I think this has a really good chance of creating a mature safe model with clinical governance
that means it just becomes seamless with part of our normal day to day working.>>Unidentified female speaker: Sounds like
a win, win, win, really.>>Unidentified male speaker: I’m hoping so.>>Unidentified female speaker: I just want
to take one question from[Inaudible] there’s two people here desperate to ask questions,
so do you want to take the second one in the front and then we’ll then try and quickly[Inaudible]
if you ask very quick questions we’ll try and take them both.>>Geoff Belling: Geoff Belling, UCLH. I’m
just interested how much this model could roll out across other things. You must have
thought about pathology and various other support services.>>Unidentified male speaker: Yes, we have.
So in the original contract that we put out other ologies were part of it. Not everything
in medicine is quite as tecchie savvy as radiology might be, and believe me some of the my colleagues
are not tecchie savvy. We’re used to working in front of screens, we’re used to the concept
of shared workloads. In fact some of us working in the private sector are quite familiar with
this sort of model anyway. In terms of other ologies well you’ve immediately got pathology,
you’ve got ophthalmology, in fact you’ve got anything that has an imaging resource that
becomes a single, kind of, weak point, and yes it’s roll out [unclear 00:13:59]. We’ve
had discussions with radiotherapy and pathology already.>>Unidentified female speaker: I’ll just take
the gentleman[Inaudible] the very last question.>>Steve: Steve, one very quick one. The buzz
word seems to be patient involvement, you’ve mentioned it twice, can you tell me something
about it?>>Unidentified male speaker: Yes, very easy,
very quick. So for example let’s take clinical governance, I mean radiology is one of those
secondary specialities, you’ve probably never seen a radiologist unless they’ve put a needle
in your neck or something like that. But in terms of getting them involved, we create
a regional patient record, there is no chance we can create a safe regional patient record
unless patients and carers have been thoroughly involved right at the beginning of writing
the information governance for that, it just won’t work. So we’ve had patient representatives
actually critiquing and drafting our first drafts of every document in the IG space.

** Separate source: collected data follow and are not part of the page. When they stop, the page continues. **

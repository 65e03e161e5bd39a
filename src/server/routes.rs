// src/server/routes.rs
// =============================================================================
// axum handlers for the verifier endpoint.
//
// The check-links handler takes the raw body so that every malformed request
// (not JSON, no `urls`, `urls` not a list of strings) gets the same 400
// response with an `{ "error": ... }` body. That includes bodies over the
// configured size limit.
// =============================================================================

use crate::checker::{parse_check_request, Verifier};
use crate::error::CheckerError;
use crate::links::{CheckResponse, ErrorResponse};
use axum::body::Bytes;
use axum::extract::rejection::BytesRejection;
use axum::extract::{DefaultBodyLimit, State};
use axum::http::StatusCode;
use axum::response::{IntoResponse, Response};
use axum::routing::{get, post};
use axum::{Json, Router};
use serde_json::json;

#[derive(Clone)]
struct AppState {
    verifier: Verifier,
}

pub fn router(verifier: Verifier, max_body_bytes: usize) -> Router {
    Router::new()
        .route("/api/check-links", post(check_links))
        .route("/health", get(health))
        .layer(DefaultBodyLimit::max(max_body_bytes))
        .with_state(AppState { verifier })
}

async fn check_links(
    State(state): State<AppState>,
    body: Result<Bytes, BytesRejection>,
) -> Result<Json<CheckResponse>, CheckerError> {
    let body = body.map_err(|e| CheckerError::InvalidInput(e.body_text()))?;
    let request = parse_check_request(&body)?;

    tracing::info!(urls = request.urls.len(), "checking batch");
    let results = state.verifier.check_links(&request.urls).await?;

    Ok(Json(CheckResponse { results }))
}

async fn health() -> Json<serde_json::Value> {
    Json(json!({ "status": "ok" }))
}

impl IntoResponse for CheckerError {
    fn into_response(self) -> Response {
        let status =
            StatusCode::from_u16(self.http_status()).unwrap_or(StatusCode::INTERNAL_SERVER_ERROR);

        let error = match self {
            CheckerError::InvalidInput(message) => {
                tracing::debug!("rejected request: {}", message);
                message
            }
            other => {
                tracing::error!("batch failed: {}", other);
                "Internal Server Error".to_string()
            }
        };

        (status, Json(ErrorResponse { error })).into_response()
    }
}

#[cfg(test)]
mod tests {
    use super::*;
    use crate::config::CheckerConfig;
    use crate::dispatch::{BatchDispatcher, RemoteVerifier};
    use crate::links::{CheckResult, LinkRecord};
    use tokio::net::TcpListener;
    use wiremock::matchers::{method, path};
    use wiremock::{Mock, MockServer, ResponseTemplate};

    // Serves the router on an ephemeral port and returns its base URL.
    async fn spawn_service() -> String {
        spawn_service_with_limit(CheckerConfig::default().max_body_bytes).await
    }

    async fn spawn_service_with_limit(max_body_bytes: usize) -> String {
        let verifier = Verifier::new(&CheckerConfig::default()).unwrap();
        let listener = TcpListener::bind("127.0.0.1:0").await.unwrap();
        let addr = listener.local_addr().unwrap();
        tokio::spawn(async move {
            axum::serve(listener, router(verifier, max_body_bytes))
                .await
                .unwrap();
        });
        format!("http://{}", addr)
    }

    #[tokio::test]
    async fn test_check_links_endpoint() {
        let target = MockServer::start().await;
        Mock::given(method("HEAD"))
            .and(path("/ok"))
            .respond_with(ResponseTemplate::new(200))
            .mount(&target)
            .await;
        Mock::given(method("HEAD"))
            .and(path("/no-head"))
            .respond_with(ResponseTemplate::new(405))
            .mount(&target)
            .await;
        Mock::given(method("GET"))
            .and(path("/no-head"))
            .respond_with(ResponseTemplate::new(403))
            .mount(&target)
            .await;

        let service = spawn_service().await;
        let ok = format!("{}/ok", target.uri());
        let no_head = format!("{}/no-head", target.uri());

        let response = reqwest::Client::new()
            .post(format!("{}/api/check-links", service))
            .json(&json!({ "urls": [ok, no_head] }))
            .send()
            .await
            .unwrap();

        assert_eq!(response.status().as_u16(), 200);
        let body: CheckResponse = response.json().await.unwrap();
        assert_eq!(body.results.len(), 2);
        assert!(body.results.contains(&CheckResult { url: ok, status: 200 }));
        assert!(body.results.contains(&CheckResult { url: no_head, status: 403 }));
    }

    #[tokio::test]
    async fn test_malformed_body_is_400() {
        let service = spawn_service().await;
        let client = reqwest::Client::new();

        for body in [r#"{}"#, r#"{"urls": "https://a.example"}"#, "not json"] {
            let response = client
                .post(format!("{}/api/check-links", service))
                .header("content-type", "application/json")
                .body(body)
                .send()
                .await
                .unwrap();

            assert_eq!(response.status().as_u16(), 400, "body: {}", body);
            let error: ErrorResponse = response.json().await.unwrap();
            assert!(!error.error.is_empty());
        }
    }

    #[tokio::test]
    async fn test_oversized_body_is_400_with_json_error() {
        let service = spawn_service_with_limit(64).await;
        let urls: Vec<String> = (0..10)
            .map(|i| format!("https://a.example/{}", i))
            .collect();

        let response = reqwest::Client::new()
            .post(format!("{}/api/check-links", service))
            .json(&json!({ "urls": urls }))
            .send()
            .await
            .unwrap();

        assert_eq!(response.status().as_u16(), 400);
        let error: ErrorResponse = response.json().await.unwrap();
        assert!(!error.error.is_empty());
    }

    #[tokio::test]
    async fn test_health() {
        let service = spawn_service().await;
        let body: serde_json::Value = reqwest::get(format!("{}/health", service))
            .await
            .unwrap()
            .json()
            .await
            .unwrap();
        assert_eq!(body, json!({ "status": "ok" }));
    }

    #[test]
    fn test_internal_error_response() {
        let response = CheckerError::Internal("probe task failed".to_string()).into_response();
        assert_eq!(response.status(), StatusCode::INTERNAL_SERVER_ERROR);
    }

    #[tokio::test]
    async fn test_dispatch_through_service() {
        let target = MockServer::start().await;
        Mock::given(method("HEAD"))
            .respond_with(ResponseTemplate::new(200))
            .mount(&target)
            .await;

        let service = spawn_service().await;
        let remote = RemoteVerifier::new(format!("{}/api/check-links", service)).unwrap();

        let links: Vec<LinkRecord> = (0..12)
            .map(|i| LinkRecord::pending(format!("{}/doc/{}", target.uri(), i), 1))
            .collect();

        let checked = BatchDispatcher::default()
            .dispatch(links, &remote, |_| {})
            .await;

        assert_eq!(checked.len(), 12);
        assert!(checked.iter().all(|l| l.status == Some(200)));
    }
}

Similarly in the clinical governance space we’ve got patient representatives sitting
as a member of the clinical governance board for the region. It’s fundamental that this
works.>>Unidentified male speaker: The people we
serve need to trust us and that means that we’ve got to engage with people that we serve.>>Unidentified female speaker: Thank you very
much, that’s East Midlands Radiology Consortium.